"Szczerze? Nie dawałem Polakom szans na finał. Podobnie jak trener. Przed mistrzostwami była jedna wielka niewiadoma. Wartość tej reprezentacji zbudowała się podczas mistrzostw świata" - mówi gość Popołudniowej rozmowy w RMF FM były trener polskich siatkarzy Waldemar Wspaniały. "To co wydarzyło się w Turynie nie było cudem. Byliśmy wśród faworytów. Fachowcy obstawiali USA. I to się tak toczyło" - dodaje. "Obawiałem się meczu półfinałowego ze Stanami Zjednoczonymi. Ale przed meczem z Brazylią miałem w sobie spokój" - opowiada Waldemar Wspaniały.

Zacząłem wierzyć w to, że możemy namieszać w tych mistrzostwach. To co Bartek Kurek wyprawiał... - tak grę naszego zawodnika - krótko- podsumowuje gość Popołudniowej rozmowy w RMF FM.

Pytany jak wygląda siatkarska codzienność mówi: dalej jest siatkówka. Za dwa tygodnie zaczynają się rozgrywki ligowe. To dodatkowe obciążenie. Kończą się na początku maja. Ciężka praca - tłumaczy Waldemar Wspaniały.

Nawet ci piłkarze, którzy grają w naszej lidze - jaki to jest poziom? Zarabiają kilka razy więcej niż siatkarze - mówi gość RMF FM pytany o to, ile zarabiają mistrzowie świata w siatkówce.

WF w szkołach nie stoi delikatnie mówiąc na wysokim poziomie - mówił w internetowej części Popołudniowej rozmowy Waldemar Wspaniały. Były trener polskiej kadry siatkarzy podkreślał, że trzeba popularyzować sport jeszcze na wczesnym etapie rozwoju. Dobrze byłoby, gdyby dzieci zaczęły grać przez trzepak na przykład. Były czasy w latach 70., gdy po igrzyskach olimpijskich w siatkówkę przez trzepaki się grało. Może jakaś spółdzielnia mieszkaniowa dwie-trzy rurki postawi i trzepak będzie - tłumaczył.
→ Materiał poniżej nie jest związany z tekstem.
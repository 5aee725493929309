use anyhow::Result;
use clap::Parser;
use irc_publisher::Cli;

fn main() -> Result<()> {
    let cli = Cli::parse();

    if let Some(level) = cli.log {
        use tracing_subscriber::EnvFilter;
        tracing_subscriber::fmt()
            .with_env_filter(EnvFilter::new(level.to_string()))
            .with_writer(std::io::stderr)
            .init();
    }

    if let Err(err) = irc_publisher::run(&cli) {
        tracing::error!(%err, "fatal");
        return Err(err.into());
    }
    Ok(())
}
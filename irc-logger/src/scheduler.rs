//! Blocks the calling thread on "socket readable OR timeout elapsed".
//!
//! The logger interleaves reading the socket with tracking the ping
//! liveness deadline; this is the primitive that lets it do both without
//! a task scheduler. Rather than a raw `poll(2)` on the file descriptor,
//! this uses the socket's own read-timeout knob — the same observable
//! contract ("did data become available before the deadline, or not")
//! with far less unsafe surface.

use std::io;
use std::net::TcpStream;
use std::time::Duration;

#[derive(Debug, Clone, Copy, PartialEq, Eq)]
pub enum ScheduleOutcome {
    FdReady,
    Timeout,
}

/// Wait for `socket` to have data ready, or for `timeout` to elapse.
///
/// `already_buffered` should be true when the caller's read buffer (e.g.
/// a `BufReader`) already holds unconsumed bytes from a previous read —
/// in that case there is nothing to wait for, the data is already here.
pub fn wait_for_read_or_timeout(
    socket: &TcpStream,
    already_buffered: bool,
    timeout: Duration,
) -> io::Result<ScheduleOutcome> {
    if already_buffered {
        return Ok(ScheduleOutcome::FdReady);
    }
    socket.set_read_timeout(Some(timeout))?;
    let mut probe = [0u8; 1];
    match socket.peek(&mut probe) {
        Ok(_) => Ok(ScheduleOutcome::FdReady),
        Err(e) if matches!(e.kind(), io::ErrorKind::WouldBlock | io::ErrorKind::TimedOut) => {
            Ok(ScheduleOutcome::Timeout)
        }
        Err(e) => Err(e),
    }
}
//! Fatal and non-fatal error conditions for the publisher process.

use thiserror::Error;

pub type Result<T> = std::result::Result<T, PublisherError>;

#[derive(Debug, Error)]
pub enum PublisherError {
    /// A spool entry's timestamp didn't parse, or a repo date-log
    /// filename failed strict decoding.
    #[error(transparent)]
    Format(#[from] irclog_format::FormatError),
    /// `git status --porcelain` mentioned a file other than `now` or the
    /// day being closed.
    #[error("unexpected repo state: unrecognized file '{0}' in git status")]
    UnexpectedRepoState(String),
    /// A spool entry went missing at the endpoint of a drain range
    /// (rather than tolerated interior gap).
    #[error("spool entry {0} missing at the boundary of a drain range")]
    MissingBoundarySpoolEntry(u32),
    /// A `git` invocation exited non-zero.
    #[error("git {args:?} failed (status {status:?}): {stderr}")]
    ChildProcessFailed {
        args: Vec<String>,
        status: Option<i32>,
        stderr: String,
    },
    /// A filesystem notification didn't match the registered watch, or
    /// wasn't a "moved into" event.
    #[error("unexpected filesystem notification: {0}")]
    UnexpectedNotification(String),
    #[error("I/O error: {0}")]
    Io(#[from] std::io::Error),
    #[error("git output was not valid UTF-8: {0}")]
    Utf8(#[from] std::string::FromUtf8Error),
    #[error("filesystem watch error: {0}")]
    Notify(#[from] notify::Error),
}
Marcin Zaborski pytał swojego gościa też o o jego ocenę obecnego selekcjonera reprezentacji Vitala Heynena. Powtórzę: Byliśmy prowadzeni dziwnie. Ale również powiem, że pomyliłem się, bo byliśmy prowadzeni różnie - mówił Waldemar Wspaniały.

Zaskoczeniem dla niego była duża rotacja zawodników w składzie. W jakimś sensie to się sprawdziło, bo graliśmy praktycznie całą czternastką, ale generalnie wykrystalizowała się w ostatnim tygodniu tzw. podstawowa szósta czy siódemka - stwierdził.

Ale jeszcze przed miesiącem gość RMF FM był "zszokowany" metodami pracy trenera Heynena.   

Marcin Zaborski: Dzień dobry, dziś naszym gościem jest Waldemar Wspaniały, wieloletni trener kadry polskich siatkarzy.

Waldemar Wspaniały: Dzień dobry.

Mówią, że to był cud...

Nad Wisłą?

... w Turynie. Polscy siatkarze znów na najwyższym podium. Rzeczywiście cud?

Tak nie można chyba powiedzieć, że to był cud, my na pewno byliśmy w gronie, powiedzmy, sześciu reprezentacji, które były faworytami, bo po raz pierwszy się chyba na Mistrzostwach Świata zdarzyło, że nie było takiego głównego faworyta, jak wcześniej Brazylia, czy Włosi, czy Rosjanie jeszcze wcześniej. Wszyscy fachowcy obstawiali USA i tak to wszystko w tym kierunku się toczyło, oni praktycznie nie przegrywali żadnych spotkań i doszli do półfinału.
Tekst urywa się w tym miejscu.